I.M. Wright How should managers be rewarded? At Microsoft, and many other companies, rewards supposedly are based on business and customer impact. That sounds great, but doesn’t that approach skew rewards toward managers disproportionately? After all, individual contributors (ICs) are judged only on their own impact, while managers are judged on the impact of everyone reporting to them. Heck, even when a team has a poor performer, the manager can get rewarded for removing that person.

Anyone who’s been in people discussions knows that managers tend to receive higher rewards than ICs receive. This trend often gets rationalized by claiming that managers are chosen from the best and brightest, but that’s absurd. The best and the brightest don’t always make good managers, and all people within the same compensation band are expected to be capable at their respective roles. Nonetheless, managers tend to be rewarded at a higher rate due to their perceived higher impact. The way economists deal with this kind of disparity is to normalize impact by an appropriate denominator. (I’ll also talk about impact numerators compatible with current people discussions.)

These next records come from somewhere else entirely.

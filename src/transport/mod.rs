//! HTTP transport shared by all provider drivers.

mod http;

pub use http::{HttpReply, HttpTransport, TransportConfig};

#[derive(Debug, thiserror::Error)]
pub enum TransportError {
    #[error("HTTP error: {0}")]
    Http(#[from] reqwest::Error),

    /// Endpoint could not be reached; `hint` tells the user what to check.
    #[error("Could not reach {url}: {hint}")]
    Unreachable { url: String, hint: String },

    #[error("Transport error: {0}")]
    Other(String),
}
use super::provider::{ProviderId, Route};

/// Snapshot of the provider configuration for one call.
///
/// Built once at call start and never re-read; later configuration edits do not
/// affect a call that already holds its selection.
#[derive(Debug, Clone, PartialEq, Eq)]
pub struct ProviderSelection {
    pub provider: ProviderId,
    pub model: String,
    pub credential: Option<String>,
    pub relay_url: Option<String>,
    pub relay_enabled: bool,
}

impl ProviderSelection {
    pub fn new(provider: ProviderId, model: impl Into<String>) -> Self {
        Self {
            provider,
            model: model.into(),
            credential: None,
            relay_url: None,
            relay_enabled: false,
        }
    }

    pub fn with_credential(mut self, credential: impl Into<String>) -> Self {
        self.credential = Some(credential.into());
        self
    }

    /// Enable the relay route with the given URL.
    pub fn with_relay(mut self, url: impl Into<String>) -> Self {
        self.relay_url = Some(url.into());
        self.relay_enabled = true;
        self
    }

    /// Credential, treating blank strings as absent.
    pub fn credential(&self) -> Option<&str> {
        self.credential
            .as_deref()
            .map(str::trim)
            .filter(|s| !s.is_empty())
    }

    /// Relay URL, treating blank strings as absent.
    pub fn relay_url(&self) -> Option<&str> {
        self.relay_url
            .as_deref()
            .map(str::trim)
            .filter(|s| !s.is_empty())
    }

    /// Route this selection dispatches to.
    ///
    /// Only the native provider can go through the relay; for the compat family
    /// the relay flag is ignored.
    pub fn route(&self) -> Route {
        match self.provider {
            ProviderId::Gemini if self.relay_enabled && self.relay_url().is_some() => Route::Relay,
            ProviderId::Gemini => Route::Native,
            other => Route::Compat(other),
        }
    }
}

#[cfg(test)]
mod tests {
    use super::*;

    #[test]
    fn test_native_with_relay_routes_to_relay() {
        let sel = ProviderSelection::new(ProviderId::Gemini, "gemini-3-flash-preview")
            .with_relay("https://relay.example.dev/hook");
        assert_eq!(sel.route(), Route::Relay);
    }

    #[test]
    fn test_relay_flag_without_url_stays_native() {
        let mut sel = ProviderSelection::new(ProviderId::Gemini, "m").with_relay("   ");
        assert_eq!(sel.route(), Route::Native);
        sel.relay_url = None;
        assert_eq!(sel.route(), Route::Native);
    }

    #[test]
    fn test_relay_url_without_flag_stays_native() {
        let mut sel = ProviderSelection::new(ProviderId::Gemini, "m");
        sel.relay_url = Some("https://relay.example.dev".into());
        assert_eq!(sel.route(), Route::Native);
    }

    #[test]
    fn test_compat_ignores_relay() {
        let sel = ProviderSelection::new(ProviderId::Groq, "llama-3.3-70b-versatile")
            .with_relay("https://relay.example.dev/hook");
        assert_eq!(sel.route(), Route::Compat(ProviderId::Groq));
    }

    #[test]
    fn test_blank_credential_is_absent() {
        let sel = ProviderSelection::new(ProviderId::OpenAi, "gpt-4o-mini").with_credential("  ");
        assert_eq!(sel.credential(), None);
        let sel = sel.with_credential(" sk-test ");
        assert_eq!(sel.credential(), Some("sk-test"));
    }
}
//! Dispatcher: the public entry point for generation and probing.
//!
//! Implementation details are split into submodules under `src/client/`.

pub mod builder;
pub mod core;
mod probe;

pub use builder::DispatcherBuilder;
pub use core::Dispatcher;
//! Connection probing: cheap liveness checks that never fail.

use futures::future::join_all;
use tracing::debug;

use super::core::Dispatcher;
use crate::types::{ProviderId, ProviderSelection};

impl Dispatcher {
    /// Whether the selected provider answers.
    ///
    /// Missing credentials, network failures and non-success statuses all
    /// resolve to `false`.
    pub async fn probe(&self, selection: &ProviderSelection) -> bool {
        let route = selection.route();
        let driver = match self.driver(route) {
            Ok(driver) => driver,
            Err(e) => {
                debug!(%route, error = %e, "probe skipped");
                return false;
            }
        };

        match driver.probe(selection).await {
            Ok(alive) => {
                debug!(provider = %selection.provider, %route, alive, "probe finished");
                alive
            }
            Err(e) => {
                debug!(provider = %selection.provider, %route, error = %e, "probe failed");
                false
            }
        }
    }

    /// Probe several selections concurrently; output follows input order.
    ///
    /// Overlapping bursts are not deduplicated.
    pub async fn probe_all(&self, selections: &[ProviderSelection]) -> Vec<(ProviderId, bool)> {
        join_all(selections.iter().map(|selection| async move {
            (selection.provider, self.probe(selection).await)
        }))
        .await
    }
}
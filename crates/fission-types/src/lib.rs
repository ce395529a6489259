// ─────────────────────────────────────────────────────────────────────
// SCPN Fission Kernels — Fission Types
// © 1998–2026 Miroslav Šotek. All rights reserved.
// Contact: www.anulum.li | protoscience@anulum.li
// ORCID: https://orcid.org/0009-0009-3560-0851
// License: GNU AGPL v3 | Commercial licensing available
// ─────────────────────────────────────────────────────────────────────
pub mod config;
pub mod constants;
pub mod error;
pub mod state;
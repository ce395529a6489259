// ─────────────────────────────────────────────────────────────────────
// SCPN Fission Kernels — Config
// © 1998–2026 Miroslav Šotek. All rights reserved.
// Contact: www.anulum.li | protoscience@anulum.li
// ORCID: https://orcid.org/0009-0009-3560-0851
// License: GNU AGPL v3 | Commercial licensing available
// ─────────────────────────────────────────────────────────────────────
use crate::constants::{
    BETA_PROPERTY, CHI_PROPERTY, D_BETA_D_TEMP_PROPERTY, D_CHI_D_TEMP_PROPERTY,
    D_NSF_D_TEMP_PROPERTY, NSF_PROPERTY,
};
use crate::state::VariableId;
use serde::{Deserialize, Serialize};

/// Construction parameters of one fission-source kernel instance.
/// Group indices are zero-based.
#[derive(Debug, Clone, Serialize, Deserialize)]
pub struct FissionKernelConfig {
    /// Group whose balance equation receives the source.
    pub group: usize,
    pub num_groups: usize,
    /// Flux variable of every group, indexed by group.
    pub group_fluxes: Vec<VariableId>,
    /// Temperature variable; when absent the temperature coupling is dropped.
    #[serde(default, skip_serializing_if = "Option::is_none")]
    pub temperature: Option<VariableId>,
    #[serde(default)]
    pub sign: ResidualSign,
    /// Scale the source by the prompt fraction `1 - beta`.
    #[serde(default)]
    pub account_delayed: bool,
    #[serde(default)]
    pub properties: PropertyNames,
}

/// Sign applied uniformly to residual and Jacobian contributions.
///
/// `Negative` places the source on the left-hand side of the balance
/// equation (`R = ... - S`), which is the usual convention.
#[derive(Debug, Clone, Copy, PartialEq, Eq, Default, Serialize, Deserialize)]
#[serde(rename_all = "lowercase")]
pub enum ResidualSign {
    #[default]
    Negative,
    Positive,
}

impl ResidualSign {
    pub fn factor(self) -> f64 {
        match self {
            ResidualSign::Negative => -1.0,
            ResidualSign::Positive => 1.0,
        }
    }
}

/// Names under which the material system publishes the per-point arrays.
#[derive(Debug, Clone, PartialEq, Eq, Serialize, Deserialize)]
pub struct PropertyNames {
    #[serde(default = "default_nsf")]
    pub nsf: String,
    #[serde(default = "default_d_nsf_d_temp")]
    pub d_nsf_d_temp: String,
    #[serde(default = "default_chi")]
    pub chi: String,
    #[serde(default = "default_d_chi_d_temp")]
    pub d_chi_d_temp: String,
    #[serde(default = "default_beta")]
    pub beta: String,
    #[serde(default = "default_d_beta_d_temp")]
    pub d_beta_d_temp: String,
}

fn default_nsf() -> String {
    NSF_PROPERTY.to_string()
}
fn default_d_nsf_d_temp() -> String {
    D_NSF_D_TEMP_PROPERTY.to_string()
}
fn default_chi() -> String {
    CHI_PROPERTY.to_string()
}
fn default_d_chi_d_temp() -> String {
    D_CHI_D_TEMP_PROPERTY.to_string()
}
fn default_beta() -> String {
    BETA_PROPERTY.to_string()
}
fn default_d_beta_d_temp() -> String {
    D_BETA_D_TEMP_PROPERTY.to_string()
}

impl Default for PropertyNames {
    fn default() -> Self {
        PropertyNames {
            nsf: default_nsf(),
            d_nsf_d_temp: default_d_nsf_d_temp(),
            chi: default_chi(),
            d_chi_d_temp: default_d_chi_d_temp(),
            beta: default_beta(),
            d_beta_d_temp: default_d_beta_d_temp(),
        }
    }
}

impl PropertyNames {
    /// All names paired with their field label, in a fixed order.
    pub fn entries(&self) -> [(&'static str, &str); 6] {
        [
            ("nsf", &self.nsf),
            ("d_nsf_d_temp", &self.d_nsf_d_temp),
            ("chi", &self.chi),
            ("d_chi_d_temp", &self.d_chi_d_temp),
            ("beta", &self.beta),
            ("d_beta_d_temp", &self.d_beta_d_temp),
        ]
    }
}

impl FissionKernelConfig {
    /// Plain configuration: negative sign, default property names, no delayed accounting.
    pub fn new(group: usize, group_fluxes: Vec<VariableId>, temperature: Option<VariableId>) -> Self {
        FissionKernelConfig {
            group,
            num_groups: group_fluxes.len(),
            group_fluxes,
            temperature,
            sign: ResidualSign::default(),
            account_delayed: false,
            properties: PropertyNames::default(),
        }
    }

    /// Load from a JSON file.
    pub fn from_file(path: &str) -> crate::error::FissionResult<Self> {
        let contents = std::fs::read_to_string(path)?;
        Self::from_json_str(&contents)
    }

    pub fn from_json_str(contents: &str) -> crate::error::FissionResult<Self> {
        let config: Self = serde_json::from_str(contents)?;
        Ok(config)
    }
}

The obvious denominator is the count of staff. Individual contributors would divide impact by 1, and managers would divide impact by their org size (including themselves). However, if the teams of two different managers produced roughly the same impact, but the first manager’s team was all senior engineers and the second’s team was all entry-level ICs, then shouldn’t the second manager’s impact count more? Likewise, an entry-level IC with comparable impact to a senior IC should be valued more (or the senior should be valued less). Thus, the proper denominator is compensation budget (org or individual). You’d be surprised how incentives would change if we normalized impact this way.

Eric Aside

Compensation budget is provided by Microsoft’s review tool today. It includes salary, bonus, and stock. Unfamiliar with people discussions? Read Out of calibration.

David and Goliath

Normalizing impact by compensation budget would remove the disparity between managers and ICs, but that’s not all. Today, managers of big orgs have a big advantage over peer managers with small orgs, even if the small orgs produce more impact per person. I’ve seen multiple examples of managers receiving the same rewards as peers whose teams produced comparable results with half the staff and a third of the compensation budget. The org leaders sometimes even acknowledge the difference in org size, but claim that the managers produced the same impact, as if org size and budget were irrelevant to running a business.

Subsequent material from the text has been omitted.